__YOUR TASK__
Restate verbatim the span of lines below between the line with "repository 42cc51bfdca6ef26" and the line with "fn default() ->", including those two lines, and only that span.

[Items from a data source]
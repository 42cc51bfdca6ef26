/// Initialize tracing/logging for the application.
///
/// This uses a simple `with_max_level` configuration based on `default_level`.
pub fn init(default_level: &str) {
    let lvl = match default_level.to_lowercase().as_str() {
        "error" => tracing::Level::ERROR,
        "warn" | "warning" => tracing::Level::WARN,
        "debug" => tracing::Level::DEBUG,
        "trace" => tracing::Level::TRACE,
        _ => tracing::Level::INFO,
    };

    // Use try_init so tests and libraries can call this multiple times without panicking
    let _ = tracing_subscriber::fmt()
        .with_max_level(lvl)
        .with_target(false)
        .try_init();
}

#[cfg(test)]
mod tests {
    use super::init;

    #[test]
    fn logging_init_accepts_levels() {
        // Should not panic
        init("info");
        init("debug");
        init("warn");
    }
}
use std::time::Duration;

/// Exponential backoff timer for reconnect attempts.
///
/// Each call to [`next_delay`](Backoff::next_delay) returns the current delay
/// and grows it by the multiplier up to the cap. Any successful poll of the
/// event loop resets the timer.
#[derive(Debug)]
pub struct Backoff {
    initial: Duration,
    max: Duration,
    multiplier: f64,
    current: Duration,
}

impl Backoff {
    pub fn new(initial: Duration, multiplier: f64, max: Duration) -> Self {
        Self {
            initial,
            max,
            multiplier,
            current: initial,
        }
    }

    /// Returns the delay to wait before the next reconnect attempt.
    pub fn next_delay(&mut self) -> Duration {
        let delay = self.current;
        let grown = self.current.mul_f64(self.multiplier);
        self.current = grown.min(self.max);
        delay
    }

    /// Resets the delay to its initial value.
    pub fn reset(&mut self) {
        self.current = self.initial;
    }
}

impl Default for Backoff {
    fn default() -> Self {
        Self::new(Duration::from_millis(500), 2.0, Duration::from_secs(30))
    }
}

--

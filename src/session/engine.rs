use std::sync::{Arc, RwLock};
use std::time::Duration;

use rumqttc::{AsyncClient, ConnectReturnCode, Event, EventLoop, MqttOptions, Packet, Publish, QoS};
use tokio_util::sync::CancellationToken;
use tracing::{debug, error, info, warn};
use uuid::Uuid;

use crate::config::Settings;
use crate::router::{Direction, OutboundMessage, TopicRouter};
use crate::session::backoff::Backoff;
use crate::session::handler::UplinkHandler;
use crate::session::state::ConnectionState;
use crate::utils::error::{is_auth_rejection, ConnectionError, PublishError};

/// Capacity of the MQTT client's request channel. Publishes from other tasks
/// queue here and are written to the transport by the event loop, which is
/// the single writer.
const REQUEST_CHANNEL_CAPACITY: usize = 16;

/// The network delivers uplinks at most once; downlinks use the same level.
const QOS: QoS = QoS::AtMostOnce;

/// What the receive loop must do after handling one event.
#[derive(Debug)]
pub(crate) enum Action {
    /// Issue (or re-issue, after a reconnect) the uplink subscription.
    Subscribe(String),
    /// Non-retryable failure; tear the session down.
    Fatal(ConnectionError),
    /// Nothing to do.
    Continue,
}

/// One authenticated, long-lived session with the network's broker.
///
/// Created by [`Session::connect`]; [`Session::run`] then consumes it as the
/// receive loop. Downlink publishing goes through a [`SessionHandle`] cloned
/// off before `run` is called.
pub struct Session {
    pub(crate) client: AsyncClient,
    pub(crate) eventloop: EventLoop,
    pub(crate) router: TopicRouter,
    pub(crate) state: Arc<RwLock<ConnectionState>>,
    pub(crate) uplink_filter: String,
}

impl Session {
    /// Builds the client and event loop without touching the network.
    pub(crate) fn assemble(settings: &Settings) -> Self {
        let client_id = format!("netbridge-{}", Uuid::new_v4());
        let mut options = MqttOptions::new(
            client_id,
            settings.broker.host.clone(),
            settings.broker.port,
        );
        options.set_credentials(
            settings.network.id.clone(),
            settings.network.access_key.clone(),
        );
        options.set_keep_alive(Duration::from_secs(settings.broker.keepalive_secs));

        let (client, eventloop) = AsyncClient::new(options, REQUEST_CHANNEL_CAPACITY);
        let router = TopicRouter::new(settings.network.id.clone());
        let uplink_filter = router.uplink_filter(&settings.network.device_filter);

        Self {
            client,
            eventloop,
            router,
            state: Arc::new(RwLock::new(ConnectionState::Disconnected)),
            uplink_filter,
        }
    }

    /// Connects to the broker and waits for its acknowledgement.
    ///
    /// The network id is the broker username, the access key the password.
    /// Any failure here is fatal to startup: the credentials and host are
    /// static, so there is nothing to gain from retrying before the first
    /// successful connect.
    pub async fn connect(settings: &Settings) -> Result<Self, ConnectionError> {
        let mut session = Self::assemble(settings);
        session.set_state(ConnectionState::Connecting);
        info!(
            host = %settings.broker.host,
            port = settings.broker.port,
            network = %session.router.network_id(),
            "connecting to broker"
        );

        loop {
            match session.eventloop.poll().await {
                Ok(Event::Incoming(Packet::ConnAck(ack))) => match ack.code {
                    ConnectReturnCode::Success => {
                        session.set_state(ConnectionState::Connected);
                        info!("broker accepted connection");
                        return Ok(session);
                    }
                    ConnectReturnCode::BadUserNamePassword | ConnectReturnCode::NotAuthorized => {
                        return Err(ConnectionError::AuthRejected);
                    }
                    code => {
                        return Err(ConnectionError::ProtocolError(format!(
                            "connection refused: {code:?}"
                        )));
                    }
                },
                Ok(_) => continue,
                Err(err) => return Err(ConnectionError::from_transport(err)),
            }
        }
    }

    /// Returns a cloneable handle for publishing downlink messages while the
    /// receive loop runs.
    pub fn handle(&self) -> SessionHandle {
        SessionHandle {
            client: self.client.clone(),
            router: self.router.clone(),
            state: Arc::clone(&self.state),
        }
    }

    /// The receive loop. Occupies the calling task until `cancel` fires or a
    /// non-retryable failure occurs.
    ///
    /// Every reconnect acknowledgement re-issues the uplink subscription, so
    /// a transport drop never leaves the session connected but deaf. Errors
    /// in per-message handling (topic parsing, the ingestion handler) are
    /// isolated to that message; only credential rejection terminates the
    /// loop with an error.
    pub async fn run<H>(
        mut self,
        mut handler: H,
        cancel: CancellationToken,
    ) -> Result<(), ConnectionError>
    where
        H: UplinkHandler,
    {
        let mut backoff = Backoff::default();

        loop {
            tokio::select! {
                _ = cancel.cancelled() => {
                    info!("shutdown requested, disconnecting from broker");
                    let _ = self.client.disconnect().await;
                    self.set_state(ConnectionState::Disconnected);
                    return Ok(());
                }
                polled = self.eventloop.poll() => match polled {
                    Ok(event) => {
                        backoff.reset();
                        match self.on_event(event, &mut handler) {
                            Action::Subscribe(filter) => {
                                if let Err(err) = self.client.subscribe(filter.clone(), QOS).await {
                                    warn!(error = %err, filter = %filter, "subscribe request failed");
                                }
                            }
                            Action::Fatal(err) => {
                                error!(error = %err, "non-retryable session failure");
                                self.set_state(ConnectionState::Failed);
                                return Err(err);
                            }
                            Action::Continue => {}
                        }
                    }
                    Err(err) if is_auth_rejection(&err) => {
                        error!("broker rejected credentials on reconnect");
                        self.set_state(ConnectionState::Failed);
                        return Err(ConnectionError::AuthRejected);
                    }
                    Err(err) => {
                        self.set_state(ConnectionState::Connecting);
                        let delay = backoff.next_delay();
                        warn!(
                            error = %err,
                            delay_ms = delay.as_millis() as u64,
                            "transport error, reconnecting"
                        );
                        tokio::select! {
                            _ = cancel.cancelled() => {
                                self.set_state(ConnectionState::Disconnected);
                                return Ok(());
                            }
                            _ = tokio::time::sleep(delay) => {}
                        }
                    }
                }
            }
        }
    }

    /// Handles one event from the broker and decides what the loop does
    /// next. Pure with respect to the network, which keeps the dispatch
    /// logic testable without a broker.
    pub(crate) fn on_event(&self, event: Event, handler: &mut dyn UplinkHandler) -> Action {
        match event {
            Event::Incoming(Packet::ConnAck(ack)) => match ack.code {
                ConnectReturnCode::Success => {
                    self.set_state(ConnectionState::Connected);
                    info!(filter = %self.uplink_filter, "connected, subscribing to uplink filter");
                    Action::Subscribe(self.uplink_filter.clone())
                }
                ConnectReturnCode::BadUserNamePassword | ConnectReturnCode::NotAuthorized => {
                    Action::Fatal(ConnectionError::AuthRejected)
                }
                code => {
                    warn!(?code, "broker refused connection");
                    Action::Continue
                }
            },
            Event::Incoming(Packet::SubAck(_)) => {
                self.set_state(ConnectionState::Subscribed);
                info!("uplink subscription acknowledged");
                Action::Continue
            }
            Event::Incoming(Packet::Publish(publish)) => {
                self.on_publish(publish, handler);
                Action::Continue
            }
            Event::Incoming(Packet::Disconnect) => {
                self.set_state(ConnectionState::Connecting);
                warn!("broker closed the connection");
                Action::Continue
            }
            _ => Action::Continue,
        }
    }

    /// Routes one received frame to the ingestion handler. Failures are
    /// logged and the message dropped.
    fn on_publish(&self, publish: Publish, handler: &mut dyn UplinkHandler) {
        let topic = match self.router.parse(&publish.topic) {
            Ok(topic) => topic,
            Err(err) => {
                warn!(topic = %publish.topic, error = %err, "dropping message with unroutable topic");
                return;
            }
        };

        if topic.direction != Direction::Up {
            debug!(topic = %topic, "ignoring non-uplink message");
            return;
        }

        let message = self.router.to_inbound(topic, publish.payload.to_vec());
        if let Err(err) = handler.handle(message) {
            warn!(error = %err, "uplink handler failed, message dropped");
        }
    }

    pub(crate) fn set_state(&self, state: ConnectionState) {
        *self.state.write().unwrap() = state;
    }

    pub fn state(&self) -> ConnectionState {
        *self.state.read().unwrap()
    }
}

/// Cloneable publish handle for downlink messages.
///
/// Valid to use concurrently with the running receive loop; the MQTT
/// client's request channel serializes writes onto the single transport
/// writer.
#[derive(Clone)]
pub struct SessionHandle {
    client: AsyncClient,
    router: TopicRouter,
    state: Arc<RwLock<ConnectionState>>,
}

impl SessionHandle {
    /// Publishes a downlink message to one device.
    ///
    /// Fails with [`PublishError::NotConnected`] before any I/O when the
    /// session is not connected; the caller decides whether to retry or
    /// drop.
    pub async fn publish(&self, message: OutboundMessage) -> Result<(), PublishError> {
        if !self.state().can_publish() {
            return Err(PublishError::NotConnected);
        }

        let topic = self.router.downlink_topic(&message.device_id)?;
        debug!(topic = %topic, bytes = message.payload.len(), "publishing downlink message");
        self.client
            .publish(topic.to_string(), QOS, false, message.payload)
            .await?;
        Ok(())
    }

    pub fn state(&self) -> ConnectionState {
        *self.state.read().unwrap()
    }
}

__TASK SOLUTION__
repository 42cc51bfdca6ef26
/// Initialize tracing/logging for the application.
///
/// This uses a simple `with_max_level` configuration based on `default_level`.
pub fn init(default_level: &str) {
    let lvl = match default_level.to_lowercase().as_str() {
        "error" => tracing::Level::ERROR,
        "warn" | "warning" => tracing::Level::WARN,
        "debug" => tracing::Level::DEBUG,
        "trace" => tracing::Level::TRACE,
        _ => tracing::Level::INFO,
    };

    // Use try_init so tests and libraries can call this multiple times without panicking
    let _ = tracing_subscriber::fmt()
        .with_max_level(lvl)
        .with_target(false)
        .try_init();
}

#[cfg(test)]
mod tests {
    use super::init;

    #[test]
    fn logging_init_accepts_levels() {
        // Should not panic
        init("info");
        init("debug");
        init("warn");
    }
}
use std::time::Duration;

/// Exponential backoff timer for reconnect attempts.
///
/// Each call to [`next_delay`](Backoff::next_delay) returns the current delay
/// and grows it by the multiplier up to the cap. Any successful poll of the
/// event loop resets the timer.
#[derive(Debug)]
pub struct Backoff {
    initial: Duration,
    max: Duration,
    multiplier: f64,
    current: Duration,
}

impl Backoff {
    pub fn new(initial: Duration, multiplier: f64, max: Duration) -> Self {
        Self {
            initial,
            max,
            multiplier,
            current: initial,
        }
    }

    /// Returns the delay to wait before the next reconnect attempt.
    pub fn next_delay(&mut self) -> Duration {
        let delay = self.current;
        let grown = self.current.mul_f64(self.multiplier);
        self.current = grown.min(self.max);
        delay
    }

    /// Resets the delay to its initial value.
    pub fn reset(&mut self) {
        self.current = self.initial;
    }
}

impl Default for Backoff {
    fn default() -> Self {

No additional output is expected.